> [Your goal]:
Would you show every line from the records that holds "screen"?

BEGIN Stored data

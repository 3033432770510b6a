// Copyright (c) 2026 rezky_nightky

use crate::cell::Cell;

/// Back buffer for one screen. Cells not written in the current
/// generation read as blank, so erasing costs only what was drawn.
#[derive(Clone, Debug)]
pub struct Frame {
    pub width: u16,
    pub height: u16,
    cells: Vec<Cell>,
    gen: u32,
    cell_gen: Vec<u32>,
    live: Vec<usize>,
    dirty_all: bool,
    dirty_map: Vec<bool>,
    dirty: Vec<usize>,
}

impl Frame {
    pub fn new(width: u16, height: u16) -> Self {
        let len = width as usize * height as usize;
        Self {
            width,
            height,
            cells: vec![Cell::BLANK; len],
            gen: 1,
            cell_gen: vec![0; len],
            live: Vec::new(),
            dirty_all: true,
            dirty_map: vec![false; len],
            dirty: Vec::new(),
        }
    }

    /// Blanks every cell written since the last erase and marks those
    /// cells dirty so the screen catches up on the next draw.
    pub fn erase(&mut self) {
        let live = std::mem::take(&mut self.live);
        for &i in &live {
            self.mark_dirty(i);
        }
        self.live = live;
        self.live.clear();

        self.gen = self.gen.wrapping_add(1);
        if self.gen == 0 {
            self.cell_gen.fill(0);
            self.gen = 1;
        }
    }

    pub fn is_dirty_all(&self) -> bool {
        self.dirty_all
    }

    pub fn dirty_indices(&self) -> &[usize] {
        &self.dirty
    }

    pub fn clear_dirty(&mut self) {
        if self.dirty_all {
            self.dirty_all = false;
            self.dirty_map.fill(false);
            self.dirty.clear();
            return;
        }

        for &i in &self.dirty {
            if let Some(v) = self.dirty_map.get_mut(i) {
                *v = false;
            }
        }
        self.dirty.clear();
    }

    pub fn index(&self, x: u16, y: u16) -> Option<usize> {
        if x >= self.width || y >= self.height {
            return None;
        }
        Some(y as usize * self.width as usize + x as usize)
    }

    #[allow(dead_code)]
    pub fn get(&self, x: u16, y: u16) -> Option<Cell> {
        self.index(x, y).map(|i| self.cell_at_index(i))
    }

    pub fn cell_at_index(&self, i: usize) -> Cell {
        if self.cell_gen.get(i).copied() == Some(self.gen) {
            self.cells[i]
        } else {
            Cell::BLANK
        }
    }

    /// Out-of-bounds writes are dropped.
    pub fn set(&mut self, x: u16, y: u16, cell: Cell) {
        let Some(i) = self.index(x, y) else {
            return;
        };
        let fresh = self.cell_gen[i] != self.gen;
        if fresh {
            self.cell_gen[i] = self.gen;
            self.live.push(i);
        } else if self.cells[i] == cell {
            return;
        }
        self.cells[i] = cell;
        self.mark_dirty(i);
    }

    fn mark_dirty(&mut self, i: usize) {
        if !self.dirty_all && self.dirty_map.get(i).copied() == Some(false) {
            self.dirty_map[i] = true;
            self.dirty.push(i);
        }
    }
}
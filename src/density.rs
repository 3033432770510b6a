// Copyright (c) 2026 rezky_nightky

use crate::runtime::SpeedMode;

const SPARSE_PER_COL: f32 = 0.75;
const DENSE_PER_COL: f32 = 1.5;

#[derive(Clone, Copy, Debug, PartialEq, Eq)]
pub struct Density {
    pub count: usize,
    pub mode: SpeedMode,
}

/// Cramped terminals (short and wide, or small both ways) get slower,
/// sparser rain; everything else gets the fast, dense kind.
pub fn density_for(width: u16, height: u16) -> Density {
    let cramped = (height < 20 && width > 100) || (width < 100 && height < 40);
    let (per_col, mode) = if cramped {
        (SPARSE_PER_COL, SpeedMode::Slow)
    } else {
        (DENSE_PER_COL, SpeedMode::Normal)
    };
    Density {
        count: (width as f32 * per_col).round() as usize,
        mode,
    }
}
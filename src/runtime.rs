// Copyright (c) 2026 rezky_nightky

use std::ops::RangeInclusive;

/// Fall-speed tier picked by the density policy for one epoch.
#[derive(Clone, Copy, Debug, PartialEq, Eq)]
pub enum SpeedMode {
    Slow,
    Normal,
}

impl SpeedMode {
    pub fn speeds(self) -> RangeInclusive<u16> {
        match self {
            SpeedMode::Slow => 1..=3,
            SpeedMode::Normal => 1..=6,
        }
    }

    /// Speeds below this draw the `'|'` glyph, the rest draw `':'`.
    pub fn glyph_threshold(self) -> u16 {
        match self {
            SpeedMode::Slow => 2,
            SpeedMode::Normal => 3,
        }
    }
}

#[derive(Clone, Copy, Debug, PartialEq, Eq)]
pub enum LoopState {
    Running,
    Resizing,
    Terminated,
}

END Stored data

> [Answer space]:
/// Back buffer for one screen. Cells not written in the current
    /// cells dirty so the screen catches up on the next draw.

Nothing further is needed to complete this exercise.